*Action item*: Copy out the listing below, keeping every character as is.

===

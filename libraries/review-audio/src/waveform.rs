//! Peak-envelope waveform
//!
//! Reduces channel 0 of a clip to one min/max pair per pixel column. The
//! envelope is independent of any drawing surface; [`WaveformEnvelope::draw`]
//! paints it through the [`WaveformCanvas`] trait.

use review_core::AudioSample;

/// Min/max of one pixel column
#[derive(Debug, Clone, Copy, PartialEq)]
pub struct ColumnPeak {
    /// Lowest sample value in the column
    pub min: f32,
    /// Highest sample value in the column
    pub max: f32,
}

/// Vertical bar for one column, in canvas coordinates (y grows downward)
#[derive(Debug, Clone, Copy, PartialEq)]
pub struct Bar {
    /// Column index
    pub x: u32,
    /// Top edge
    pub y: f32,
    /// Bar height, at least one pixel
    pub height: f32,
}

/// Drawing surface for a waveform
pub trait WaveformCanvas {
    /// Clear the surface before a redraw
    fn clear(&mut self, width: u32, height: u32);

    /// Fill a one-pixel-wide bar
    fn fill_bar(&mut self, bar: Bar);
}

/// Min/max envelope of a clip at a given pixel width
#[derive(Debug, Clone, PartialEq)]
pub struct WaveformEnvelope {
    columns: Vec<ColumnPeak>,
    samples_per_column: usize,
}

impl WaveformEnvelope {
    /// Compute the envelope of `sample` for `width` columns
    ///
    /// Each column covers `ceil(frames / width)` samples. Columns past the
    /// end of the data are flat at zero.
    pub fn compute(sample: &AudioSample, width: u32) -> Self {
        let data = sample.channel(0).unwrap_or(&[]);
        let width = width as usize;
        if width == 0 {
            return Self {
                columns: Vec::new(),
                samples_per_column: 0,
            };
        }

        let step = data.len().div_ceil(width).max(1);
        let columns = (0..width)
            .map(|column| {
                let from = (column * step).min(data.len());
                let to = ((column + 1) * step).min(data.len());
                peak(&data[from..to])
            })
            .collect();

        Self {
            columns,
            samples_per_column: step,
        }
    }

    /// Column peaks, left to right
    pub fn columns(&self) -> &[ColumnPeak] {
        &self.columns
    }

    /// Number of columns
    pub fn width(&self) -> u32 {
        self.columns.len() as u32
    }

    /// Samples folded into each column
    pub fn samples_per_column(&self) -> usize {
        self.samples_per_column
    }

    /// Scale the envelope to a canvas `height` pixels tall
    pub fn bars(&self, height: u32) -> Vec<Bar> {
        let half = height as f32 / 2.0;
        self.columns
            .iter()
            .enumerate()
            .map(|(x, peak)| Bar {
                x: x as u32,
                y: (1.0 + peak.min) * half,
                height: ((peak.max - peak.min) * half).max(1.0),
            })
            .collect()
    }

    /// Clear `canvas` and paint every column
    pub fn draw<C: WaveformCanvas + ?Sized>(&self, canvas: &mut C, height: u32) {
        canvas.clear(self.width(), height);
        for bar in self.bars(height) {
            canvas.fill_bar(bar);
        }
    }
}

fn peak(range: &[f32]) -> ColumnPeak {
    if range.is_empty() {
        return ColumnPeak { min: 0.0, max: 0.0 };
    }
    range.iter().fold(
        ColumnPeak {
            min: f32::INFINITY,
            max: f32::NEG_INFINITY,
        },
        |acc, &s| ColumnPeak {
            min: acc.min.min(s),
            max: acc.max.max(s),
        },
    )
}

/// Horizontal position of a sample as a percentage of the clip
pub fn marker_percent(sample_index: usize, total_frames: usize) -> f64 {
    if total_frames == 0 {
        return 0.0;
    }
    sample_index as f64 / total_frames as f64 * 100.0
}

#[cfg(test)]
mod tests {
    use super::*;

    #[derive(Default)]
    struct RecordingCanvas {
        cleared: Option<(u32, u32)>,
        bars: Vec<Bar>,
    }

    impl WaveformCanvas for RecordingCanvas {
        fn clear(&mut self, width: u32, height: u32) {
            self.cleared = Some((width, height));
            self.bars.clear();
        }

        fn fill_bar(&mut self, bar: Bar) {
            self.bars.push(bar);
        }
    }

    #[test]
    fn column_min_max() {
        let data = vec![0.1, -0.5, 0.3, 0.9, -0.2, 0.0, 0.4, -0.4];
        let sample = AudioSample::mono(data, 8_000).unwrap();
        let envelope = WaveformEnvelope::compute(&sample, 4);

        assert_eq!(envelope.samples_per_column(), 2);
        assert_eq!(envelope.columns()[0], ColumnPeak { min: -0.5, max: 0.1 });
        assert_eq!(envelope.columns()[1], ColumnPeak { min: 0.3, max: 0.9 });
        assert_eq!(envelope.columns()[3], ColumnPeak { min: -0.4, max: 0.4 });
    }

    #[test]
    fn step_rounds_up_and_tail_is_flat() {
        // 10 frames over 4 columns: step 3, last column holds one sample
        let sample = AudioSample::mono(vec![0.5; 10], 8_000).unwrap();
        let envelope = WaveformEnvelope::compute(&sample, 4);
        assert_eq!(envelope.samples_per_column(), 3);
        assert_eq!(envelope.columns()[3], ColumnPeak { min: 0.5, max: 0.5 });

        // 3 frames over 5 columns: columns 3 and 4 have no data
        let short = AudioSample::mono(vec![0.5; 3], 8_000).unwrap();
        let envelope = WaveformEnvelope::compute(&short, 5);
        assert_eq!(envelope.columns()[4], ColumnPeak { min: 0.0, max: 0.0 });
    }

    #[test]
    fn bars_scale_to_half_height() {
        let sample = AudioSample::mono(vec![-1.0, 1.0, 0.0, 0.0], 8_000).unwrap();
        let bars = WaveformEnvelope::compute(&sample, 2).bars(100);

        assert_eq!(bars[0], Bar { x: 0, y: 0.0, height: 100.0 });
        // Flat column still gets a one pixel bar at the midline
        assert_eq!(bars[1], Bar { x: 1, y: 50.0, height: 1.0 });
    }

    #[test]
    fn draw_paints_every_column() {
        let sample = AudioSample::mono(vec![0.2; 400], 8_000).unwrap();
        let envelope = WaveformEnvelope::compute(&sample, 200);
        let mut canvas = RecordingCanvas::default();
        envelope.draw(&mut canvas, 80);

        assert_eq!(canvas.cleared, Some((200, 80)));
        assert_eq!(canvas.bars.len(), 200);
    }

    #[test]
    fn zero_width_is_empty() {
        let sample = AudioSample::mono(vec![0.2; 10], 8_000).unwrap();
        assert!(WaveformEnvelope::compute(&sample, 0).columns().is_empty());
    }

    #[test]
    fn marker_positions() {
        assert!((marker_percent(250, 1_000) - 25.0).abs() < 1e-12);
        assert!((marker_percent(1_000, 1_000) - 100.0).abs() < 1e-12);
        assert_eq!(marker_percent(5, 0), 0.0);
    }
}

===

*Response*:
filename libraries/review-audio/src/waveform.rs
//! Peak-envelope waveform
//!
//! Reduces channel 0 of a clip to one min/max pair per pixel column. The
//! envelope is independent of any drawing surface; [`WaveformEnvelope::draw`]
//! paints it through the [`WaveformCanvas`] trait.

use review_core::AudioSample;

/// Min/max of one pixel column
#[derive(Debug, Clone, Copy, PartialEq)]
pub struct ColumnPeak {
    /// Lowest sample value in the column
    pub min: f32,
    /// Highest sample value in the column
    pub max: f32,
}

/// Vertical bar for one column, in canvas coordinates (y grows downward)
#[derive(Debug, Clone, Copy, PartialEq)]
pub struct Bar {
    /// Column index
    pub x: u32,
    /// Top edge
    pub y: f32,
    /// Bar height, at least one pixel
    pub height: f32,
}

/// Drawing surface for a waveform
pub trait WaveformCanvas {
    /// Clear the surface before a redraw
    fn clear(&mut self, width: u32, height: u32);

    /// Fill a one-pixel-wide bar
    fn fill_bar(&mut self, bar: Bar);
}

/// Min/max envelope of a clip at a given pixel width
#[derive(Debug, Clone, PartialEq)]
pub struct WaveformEnvelope {
    columns: Vec<ColumnPeak>,
    samples_per_column: usize,
}

impl WaveformEnvelope {
    /// Compute the envelope of `sample` for `width` columns
    ///
    /// Each column covers `ceil(frames / width)` samples. Columns past the
    /// end of the data are flat at zero.
    pub fn compute(sample: &AudioSample, width: u32) -> Self {
        let data = sample.channel(0).unwrap_or(&[]);
        let width = width as usize;
        if width == 0 {
            return Self {
                columns: Vec::new(),
                samples_per_column: 0,
            };
        }

        let step = data.len().div_ceil(width).max(1);
        let columns = (0..width)
            .map(|column| {
                let from = (column * step).min(data.len());
                let to = ((column + 1) * step).min(data.len());
                peak(&data[from..to])
            })
            .collect();

        Self {
            columns,
            samples_per_column: step,
        }
    }

    /// Column peaks, left to right
    pub fn columns(&self) -> &[ColumnPeak] {
        &self.columns
    }

    /// Number of columns
    pub fn width(&self) -> u32 {
        self.columns.len() as u32
    }

    /// Samples folded into each column
    pub fn samples_per_column(&self) -> usize {
        self.samples_per_column
    }

    /// Scale the envelope to a canvas `height` pixels tall
    pub fn bars(&self, height: u32) -> Vec<Bar> {
        let half = height as f32 / 2.0;
        self.columns
            .iter()
            .enumerate()
            .map(|(x, peak)| Bar {
                x: x as u32,
                y: (1.0 + peak.min) * half,
                height: ((peak.max - peak.min) * half).max(1.0),
            })
            .collect()
    }

    /// Clear `canvas` and paint every column
    pub fn draw<C: WaveformCanvas + ?Sized>(&self, canvas: &mut C, height: u32) {
        canvas.clear(self.width(), height);
        for bar in self.bars(height) {
            canvas.fill_bar(bar);
        }
    }
}

fn peak(range: &[f32]) -> ColumnPeak {
    if range.is_empty() {
        return ColumnPeak { min: 0.0, max: 0.0 };
    }
    range.iter().fold(
        ColumnPeak {
            min: f32::INFINITY,
            max: f32::NEG_INFINITY,
        },
        |acc, &s| ColumnPeak {
            min: acc.min.min(s),
            max: acc.max.max(s),
        },
    )
}

/// Horizontal position of a sample as a percentage of the clip
pub fn marker_percent(sample_index: usize, total_frames: usize) -> f64 {
    if total_frames == 0 {
        return 0.0;
    }
    sample_index as f64 / total_frames as f64 * 100.0
}

#[cfg(test)]
mod tests {
    use super::*;

    #[derive(Default)]
    struct RecordingCanvas {
        cleared: Option<(u32, u32)>,
        bars: Vec<Bar>,
    }

    impl WaveformCanvas for RecordingCanvas {
        fn clear(&mut self, width: u32, height: u32) {
            self.cleared = Some((width, height));
            self.bars.clear();
        }

        fn fill_bar(&mut self, bar: Bar) {
            self.bars.push(bar);
        }
    }

    #[test]
    fn column_min_max() {
        let data = vec![0.1, -0.5, 0.3, 0.9, -0.2, 0.0, 0.4, -0.4];
        let sample = AudioSample::mono(data, 8_000).unwrap();
        let envelope = WaveformEnvelope::compute(&sample, 4);

        assert_eq!(envelope.samples_per_column(), 2);
        assert_eq!(envelope.columns()[0], ColumnPeak { min: -0.5, max: 0.1 });
        assert_eq!(envelope.columns()[1], ColumnPeak { min: 0.3, max: 0.9 });
        assert_eq!(envelope.columns()[3], ColumnPeak { min: -0.4, max: 0.4 });
    }

    #[test]
    fn step_rounds_up_and_tail_is_flat() {
        // 10 frames over 4 columns: step 3, last column holds one sample
        let sample = AudioSample::mono(vec![0.5; 10], 8_000).unwrap();
        let envelope = WaveformEnvelope::compute(&sample, 4);
        assert_eq!(envelope.samples_per_column(), 3);
        assert_eq!(envelope.columns()[3], ColumnPeak { min: 0.5, max: 0.5 });

        // 3 frames over 5 columns: columns 3 and 4 have no data
        let short = AudioSample::mono(vec![0.5; 3], 8_000).unwrap();
        let envelope = WaveformEnvelope::compute(&short, 5);
        assert_eq!(envelope.columns()[4], ColumnPeak { min: 0.0, max: 0.0 });
    }

    #[test]
    fn bars_scale_to_half_height() {
        let sample = AudioSample::mono(vec![-1.0, 1.0, 0.0, 0.0], 8_000).unwrap();
        let bars = WaveformEnvelope::compute(&sample, 2).bars(100);

        assert_eq!(bars[0], Bar { x: 0, y: 0.0, height: 100.0 });
        // Flat column still gets a one pixel bar at the midline
        assert_eq!(bars[1], Bar { x: 1, y: 50.0, height: 1.0 });
    }

    #[test]
    fn draw_paints_every_column() {
        let sample = AudioSample::mono(vec![0.2; 400], 8_000).unwrap();
        let envelope = WaveformEnvelope::compute(&sample, 200);
        let mut canvas = RecordingCanvas::default();
        envelope.draw(&mut canvas, 80);

        assert_eq!(canvas.cleared, Some((200, 80)));
        assert_eq!(canvas.bars.len(), 200);
    }

    #[test]
    fn zero_width_is_empty() {
        let sample = AudioSample::mono(vec![0.2; 10], 8_000).unwrap();
        assert!(WaveformEnvelope::compute(&sample, 0).columns().is_empty());
    }

    #[test]
    fn marker_positions() {
        assert!((marker_percent(250, 1_000) - 25.0).abs() < 1e-12);
        assert!((marker_percent(1_000, 1_000) - 100.0).abs() < 1e-12);
        assert_eq!(marker_percent(5, 0), 0.0);
    }
}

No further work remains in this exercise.